The photographer Letizia Battaglia. Credit: Shobha/IMS Disclosure
The photographer Letizia Battaglia. Credit: Shobha/IMS Disclosure

Letizia Battaglia, 87-year-old, the first photojournalist in Italy to cover police news, died. It can be said that the Italian photographer was a symbol not only of the struggle against the Mafia, but also of the refined use of photography as an instrument of this struggle. “I was born in times of peace, but then came the war. My father was a sailor and I spent my childhood traveling around Italy, dodging bombs, from Civitavecchia in Trieste to Naples. I returned to Sicily when I was ten years old,” Battaglia said. To escape parental authority, she married at 16, the marriage, however, doing little for her freedom. At age 36, she made the decision to leave her husband and left for Milan, taking two of her three teenage daughters with her. From the need to make her own and support her daughters, she started taking pictures. In Milan, she was a correspondent for the Palermo L'Ora, for which she returned to the capital of the Sicilian region in order to organize her photojournalism team.

“We were the newspaper: in one afternoon we could photograph the coronation of a beauty queen, a collapsed house and a murder. Our field of action was the life of a city – a sad, wild and also joyful city”, said Battaglia in an interview with Giovanna Calvenzi, for Aperture.

Judge Roberto Scarpinato with his bodyguards, on top of the Palermo courthouse, 1998. Letizia Battaglia/IMS Disclosure.
Judge Roberto Scarpinato with his bodyguards, on top of the Palermo courthouse, 1998. Letizia Battaglia/IMS Disclosure.

His denunciation of the Mafia, the most recognized part of his work, intensified after the murder of leftist activist Giuseppe Impastato in 1979. Battaglia began to organize exhibitions with these records and toured Sicily with them.
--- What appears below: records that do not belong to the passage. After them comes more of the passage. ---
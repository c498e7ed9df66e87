//! Control: start, stop, or restart database processes on a running node.

use std::fmt;
use std::str::FromStr;

use tracing::info;

use super::Orchestrator;
use crate::cloud::CloudApi;
use crate::context::NodeTarget;
use crate::error::OpsError;
use crate::executor::{TaskExecutor, control_playbook};
use crate::host::CLUSTER_SERVER_TYPE;
use crate::ssh::RemoteShell;

/// Process plus control command, for example `tserver` + `restart`.
#[derive(Clone, Debug, Eq, PartialEq)]
pub struct ProcessControl {
    /// Database process: `master`, `tserver`, or `controller`.
    pub process: String,
    /// Command handed to the control playbook.
    pub command: String,
}

impl ProcessControl {
    const PROCESSES: [&'static str; 3] = ["master", "tserver", "controller"];

    /// Validates and builds a control request.
    ///
    /// # Errors
    ///
    /// Returns [`OpsError::InvalidRequest`] for an unknown process or a blank
    /// command.
    pub fn new(process: &str, command: &str) -> Result<Self, OpsError> {
        if !Self::PROCESSES.contains(&process) {
            return Err(OpsError::invalid(format!(
                "unknown process {process}, expected one of {}",
                Self::PROCESSES.join(", ")
            )));
        }
        if command.trim().is_empty() {
            return Err(OpsError::invalid("control command must not be empty"));
        }
        Ok(Self {
            process: process.to_owned(),
            command: command.to_owned(),
        })
    }
}

impl fmt::Display for ProcessControl {
    fn fmt(&self, f: &mut fmt::Formatter<'_>) -> fmt::Result {
        write!(f, "{} {}", self.process, self.command)
    }
}

impl FromStr for ProcessControl {
    type Err = OpsError;

    /// Parses `<process>:<command>`.
    fn from_str(value: &str) -> Result<Self, Self::Err> {
        let (process, command) = value
            .split_once(':')
            .ok_or_else(|| OpsError::invalid(format!("expected process:command, got {value}")))?;
        Self::new(process, command)
    }
}

/// What [`Orchestrator::control`] did.
#[derive(Clone, Copy, Debug, Eq, PartialEq)]
pub enum ControlOutcome {
    /// The control playbook ran.
    Applied,
    /// The node is not running, so nothing ran.
    SkippedNotRunning,
}

impl<C, X, S> Orchestrator<C, X, S>
where
    C: CloudApi,
    X: TaskExecutor,
    S: RemoteShell,
{
    /// Runs a control command for a database process.
    ///
    /// A stopped node is skipped without error.
    ///
    /// # Errors
    ///
    /// Returns [`OpsError::HostNotFound`] or
    /// [`OpsError::ServerTypeMismatch`] when the host is missing or not a
    /// cluster server, or the executor's failure.
    pub async fn control(
        &self,
        target: &NodeTarget,
        control: &ProcessControl,
    ) -> Result<ControlOutcome, OpsError> {
        let host = self.require_host(&target.name).await?;
        if !host.is_cluster_server() {
            return Err(OpsError::ServerTypeMismatch {
                target: target.name.clone(),
                expected: CLUSTER_SERVER_TYPE.to_owned(),
                actual: host
                    .server_type
                    .as_ref()
                    .map_or_else(|| String::from("none"), ToString::to_string),
            });
        }
        if !host.is_running {
            info!(node = %target.name, %control, "skipping control command, node not running");
            return Ok(ControlOutcome::SkippedNotRunning);
        }

        info!(node = %target.name, %control, "running control command");
        let mut ctx = self.host_context(target, &host);
        ctx.apply_address(&host, target.custom_ssh_port);
        ctx.set("process", control.process.clone());
        ctx.set("command", control.command.clone());
        self.run_playbook(&control_playbook(&control.process), &ctx, Some(&host))?;
        Ok(ControlOutcome::Applied)
    }
}

#[cfg(test)]
mod tests {
    use rstest::rstest;

    use super::*;

    #[rstest]
    #[case("tserver:restart", "tserver", "restart")]
    #[case("controller:start", "controller", "start")]
    fn parses_process_and_command(
        #[case] raw: &str,
        #[case] process: &str,
        #[case] command: &str,
    ) {
        let control = raw
            .parse::<ProcessControl>()
            .unwrap_or_else(|err| panic!("{raw} should parse: {err}"));
        assert_eq!(control.process, process);
        assert_eq!(control.command, command);
    }

    #[rstest]
    #[case("postgres:start")]
    #[case("master:")]
    #[case("master")]
    fn rejects_malformed_requests(#[case] raw: &str) {
        assert!(raw.parse::<ProcessControl>().is_err());
    }
}
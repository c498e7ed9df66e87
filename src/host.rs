//! Host snapshots reported by the cloud API.

use std::fmt;

use serde::{Deserialize, Serialize};

/// Role tag that identifies database cluster nodes.
pub const CLUSTER_SERVER_TYPE: &str = "cluster-server";

/// Role a node plays in the deployment.
#[derive(Clone, Debug, Deserialize, Eq, Hash, Ord, PartialEq, PartialOrd, Serialize)]
#[serde(transparent)]
pub struct ServerType(String);

impl ServerType {
    /// Wraps a role tag.
    pub fn new(value: impl Into<String>) -> Self {
        Self(value.into())
    }

    /// Returns the database cluster role.
    #[must_use]
    pub fn cluster() -> Self {
        Self::new(CLUSTER_SERVER_TYPE)
    }

    /// Returns `true` for the database cluster role.
    #[must_use]
    pub fn is_cluster(&self) -> bool {
        self.0 == CLUSTER_SERVER_TYPE
    }

    /// Borrows the tag as a string slice.
    #[must_use]
    pub fn as_str(&self) -> &str {
        &self.0
    }
}

impl fmt::Display for ServerType {
    fn fmt(&self, f: &mut fmt::Formatter<'_>) -> fmt::Result {
        f.write_str(&self.0)
    }
}

/// Immutable snapshot of a cloud instance.
///
/// Snapshots are re-fetched whenever fresher state is needed; nothing in the
/// crate mutates one after it has been returned by the cloud API.
#[derive(Clone, Debug, Deserialize, Eq, PartialEq, Serialize)]
pub struct HostInfo {
    /// Instance name used as the lookup identifier.
    pub name: String,
    /// Cloud-assigned identifier.
    pub id: String,
    /// Private address used for SSH.
    pub private_ip: String,
    /// Public address, when the instance has one.
    #[serde(default, skip_serializing_if = "Option::is_none")]
    pub public_ip: Option<String>,
    /// Region hosting the instance.
    pub region: String,
    /// Availability zone hosting the instance.
    pub zone: String,
    /// Provider instance type.
    pub instance_type: String,
    /// Whether the provider reports the instance as running.
    pub is_running: bool,
    /// Raw provider state, used in diagnostics.
    #[serde(default, skip_serializing_if = "Option::is_none")]
    pub instance_state: Option<String>,
    /// Role tag, when the instance carries one.
    #[serde(default, skip_serializing_if = "Option::is_none")]
    pub server_type: Option<ServerType>,
    /// Secondary subnet descriptor, when a second interface is attached.
    #[serde(default, skip_serializing_if = "Option::is_none")]
    pub secondary_subnet: Option<String>,
}

impl HostInfo {
    /// Describes the provider state for messages, falling back to the
    /// running flag.
    #[must_use]
    pub fn state_label(&self) -> String {
        self.instance_state.clone().unwrap_or_else(|| {
            if self.is_running {
                String::from("running")
            } else {
                String::from("stopped")
            }
        })
    }

    /// Returns `true` when the host carries the database cluster role.
    #[must_use]
    pub fn is_cluster_server(&self) -> bool {
        self.server_type.as_ref().is_some_and(ServerType::is_cluster)
    }

    /// Renders the snapshot as `key=value` lines, omitting absent fields.
    #[must_use]
    pub fn to_key_values(&self) -> String {
        let mut lines = vec![
            format!("name={}", self.name),
            format!("id={}", self.id),
            format!("private_ip={}", self.private_ip),
        ];
        if let Some(public_ip) = &self.public_ip {
            lines.push(format!("public_ip={public_ip}"));
        }
        lines.push(format!("region={}", self.region));
        lines.push(format!("zone={}", self.zone));
        lines.push(format!("instance_type={}", self.instance_type));
        lines.push(format!("is_running={}", self.is_running));
        if let Some(server_type) = &self.server_type {
            lines.push(format!("server_type={server_type}"));
        }
        if let Some(subnet) = &self.secondary_subnet {
            lines.push(format!("secondary_subnet={subnet}"));
        }
        lines.join("\n")
    }
}

#[cfg(test)]
mod tests {
    use super::*;

    fn sample() -> HostInfo {
        HostInfo {
            name: String::from("db-n1"),
            id: String::from("i-0abc"),
            private_ip: String::from("10.0.0.5"),
            public_ip: None,
            region: String::from("us-west-2"),
            zone: String::from("us-west-2a"),
            instance_type: String::from("c5.large"),
            is_running: false,
            instance_state: None,
            server_type: None,
            secondary_subnet: None,
        }
    }

    #[test]
    fn key_values_omit_absent_server_type() {
        let rendered = sample().to_key_values();
        assert!(!rendered.contains("server_type"), "rendered: {rendered}");
        assert!(rendered.contains("private_ip=10.0.0.5"));
    }

    #[test]
    fn deserialises_helper_payload_without_optional_fields() {
        let payload = r#"{
            "name": "db-n1", "id": "i-0abc", "private_ip": "10.0.0.5",
            "region": "us-west-2", "zone": "us-west-2a",
            "instance_type": "c5.large", "is_running": true,
            "server_type": "cluster-server"
        }"#;
        let host: HostInfo = serde_json::from_str(payload)
            .unwrap_or_else(|err| panic!("payload should parse: {err}"));
        assert!(host.is_cluster_server());
        assert_eq!(host.state_label(), "running");
    }

    #[test]
    fn state_label_prefers_provider_state() {
        let host = HostInfo {
            instance_state: Some(String::from("stopping")),
            ..sample()
        };
        assert_eq!(host.state_label(), "stopping");
    }
}
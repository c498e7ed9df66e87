//! Provision: prepare an existing instance and run the primary provisioning
//! playbook against it.

use camino::Utf8PathBuf;
use tracing::info;

use super::Orchestrator;
use crate::cloud::CloudApi;
use crate::context::{ConnectionContext, NodeTarget};
use crate::error::OpsError;
use crate::executor::{PREPROVISION, SERVER_PROVISION, TaskExecutor, USE_CUSTOM_SSH_PORT};
use crate::host::HostInfo;
use crate::reachability::{probe, reconcile_open_port};
use crate::ssh::RemoteShell;

/// Options for [`Orchestrator::provision`].
#[derive(Clone, Debug, Default, Eq, PartialEq)]
pub struct ProvisionRequest {
    /// Skip the preprovision sub-step.
    pub skip_preprovision: bool,
    /// Never move sshd to the custom port.
    pub disable_custom_ssh: bool,
    /// Boot script to re-run once the secondary interface is configured.
    pub boot_script: Option<Utf8PathBuf>,
    /// Local directory holding third-party tarballs.
    pub local_package_path: Option<String>,
    /// Install without internet access.
    pub air_gap: bool,
    /// Configure chrony for time synchronisation.
    pub use_chrony: bool,
    /// NTP servers handed to chrony.
    pub ntp_servers: Vec<String>,
}

impl<C, X, S> Orchestrator<C, X, S>
where
    C: CloudApi,
    X: TaskExecutor,
    S: RemoteShell,
{
    /// Provisions an existing instance.
    ///
    /// # Errors
    ///
    /// Returns [`OpsError::HostNotFound`] when the instance does not exist,
    /// [`OpsError::Unreachable`] when it cannot be reached at its custom
    /// port right before the provisioning playbook, or whatever the
    /// collaborators raise.
    pub async fn provision(
        &self,
        target: &NodeTarget,
        request: &ProvisionRequest,
    ) -> Result<(), OpsError> {
        let result = self.provision_host(target, request).await;
        self.with_diagnostics(&target.name, result).await
    }

    async fn provision_host(
        &self,
        target: &NodeTarget,
        request: &ProvisionRequest,
    ) -> Result<(), OpsError> {
        let host = self.require_host(&target.name).await?;
        let mut ctx = self.host_context(target, &host);
        let default_port = self.config.default_ssh_port;
        ctx.apply_address(&host, default_port);

        let reconciled =
            reconcile_open_port(&self.cloud, &host, &target.name, target.custom_ssh_port, &mut ctx)
                .await?;
        let default_preferred = reconciled.port == default_port;
        ctx.apply_address(
            &host,
            if default_preferred {
                default_port
            } else {
                target.custom_ssh_port
            },
        );

        if host.secondary_subnet.is_some() {
            self.configure_secondary_subnet(target, request, &host, &mut ctx, default_preferred)
                .await?;
        }

        if request.skip_preprovision {
            info!(node = %target.name, "skipping preprovision");
        } else {
            self.preprovision(target, request, &host, &mut ctx).await?;
        }

        ctx.apply_address(&host, target.custom_ssh_port);
        if let Some(path) = &request.local_package_path {
            ctx.set("local_package_path", path.clone());
        }
        if request.air_gap {
            ctx.set("air_gap", true);
        }
        if !request.ntp_servers.is_empty() {
            ctx.set("ntp_servers", request.ntp_servers.clone());
        }
        ctx.set("use_chrony", request.use_chrony);

        let endpoint = ctx.endpoint()?;
        if !probe(&self.shell, &endpoint, self.config.probe_policy()).await {
            return Err(OpsError::Unreachable {
                target: target.name.clone(),
                endpoint: endpoint.to_string(),
            });
        }
        self.run_playbook(SERVER_PROVISION, &ctx, Some(&host))?;
        info!(node = %target.name, "instance provisioned");
        Ok(())
    }

    async fn configure_secondary_subnet(
        &self,
        target: &NodeTarget,
        request: &ProvisionRequest,
        host: &HostInfo,
        ctx: &mut ConnectionContext,
        default_preferred: bool,
    ) -> Result<(), OpsError> {
        self.waiter()
            .wait_for_host(target, ctx, default_preferred)
            .await?;
        info!(node = %target.name, "configuring secondary network interface");
        self.cloud
            .configure_secondary_interface(host)
            .await
            .map_err(|err| OpsError::cloud("configure secondary interface", &err))?;

        // The first boot script run had no outbound access.
        if let Some(script) = &request.boot_script {
            let endpoint = ctx.endpoint()?;
            let staged = self.stage(&target.name, &endpoint, script)?;
            let output = self.remote(&target.name, &endpoint, &format!("sudo bash {staged}"))?;
            if !output.is_success() {
                return Err(OpsError::Remote {
                    target: target.name.clone(),
                    message: output.stderr.trim().to_owned(),
                });
            }
        }
        Ok(())
    }

    async fn preprovision(
        &self,
        target: &NodeTarget,
        request: &ProvisionRequest,
        host: &HostInfo,
        ctx: &mut ConnectionContext,
    ) -> Result<(), OpsError> {
        ctx.set("instance_type", host.instance_type.clone());
        let reconciled =
            reconcile_open_port(&self.cloud, host, &target.name, target.custom_ssh_port, ctx)
                .await?;
        let on_default_port = reconciled.port == self.config.default_ssh_port;
        let ready = self
            .waiter()
            .wait_for_host(target, ctx, on_default_port)
            .await?;
        self.run_playbook(PREPROVISION, ctx, Some(&ready))?;

        let ssh2_onprem = target.ssh2_enabled && self.config.is_onprem();
        if request.disable_custom_ssh || !on_default_port || ssh2_onprem {
            info!(node = %target.name, "leaving sshd on its current port");
            return Ok(());
        }
        self.run_playbook(USE_CUSTOM_SSH_PORT, ctx, Some(&ready))?;
        Ok(())
    }
}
On one occasion, she recounted, an entire square emptied out in a matter of two minutes after they realized that among the images was Luciano Liggio prison, head of the Mafia, as captured by the photographer. "People were terrified that one day they might be identified as accomplices in our photographs."

Years later, Battaglia was the recipient of the 1985 W. Eugene Smith Award. With the recognition of her work came a demand for more: “[The award] it was the turn. I understood that I should do more. It wasn't enough just to photograph”.

She joined the emerging Verdi, ran for office and was voted on as a member of the city council. The mayor of Palermo at the time was Catholic Democrat Leoluca Orlando, who fought a fierce battle against corruption within his party. “For four years I dedicated myself to the city. And from her I received love and gratitude. Those were the best years of my life,” she wrote.

Children play with guns. Palermo, 1986. Credit: Letizia Battaglia/IMS Disclosure
Children play with guns. Palermo, 1986. Credit: Letizia Battaglia/IMS Disclosure

“It's not easy to understand – living in a city dominated by the mafia means having it in your home, in every family. Your children's teacher, your downstairs neighbor, your brother. Anyone can be involved – and you don't know it. We are just beginning to know who the big bosses are. And that's why it's so important to be there – to love being there. I consider myself absolutely fortunate to be able to live this experience of resistance to injustice.”

When, in 1989, L'Ora's photographic service changed hands, its new leadership was reluctant to hire a photographer with such a strong political role. Dedicated to public life and unwilling to be a photographer only in her spare time, Battaglia stopped shooting for a while. In the following years, she was a member of the Sicilian Regional Assembly and dedicated herself to publishing the magazines grandvu (with an important role for the Sicilian counterculture movements) and mezzocielo (dedicated to women's work). In addition, she founded the publishing house Edizioni della Battaglia, centered on poetry, literature and essays linked to the Sicilian region.

In 2016, he created the Palermo International Photography Center to house the city's photographic archive.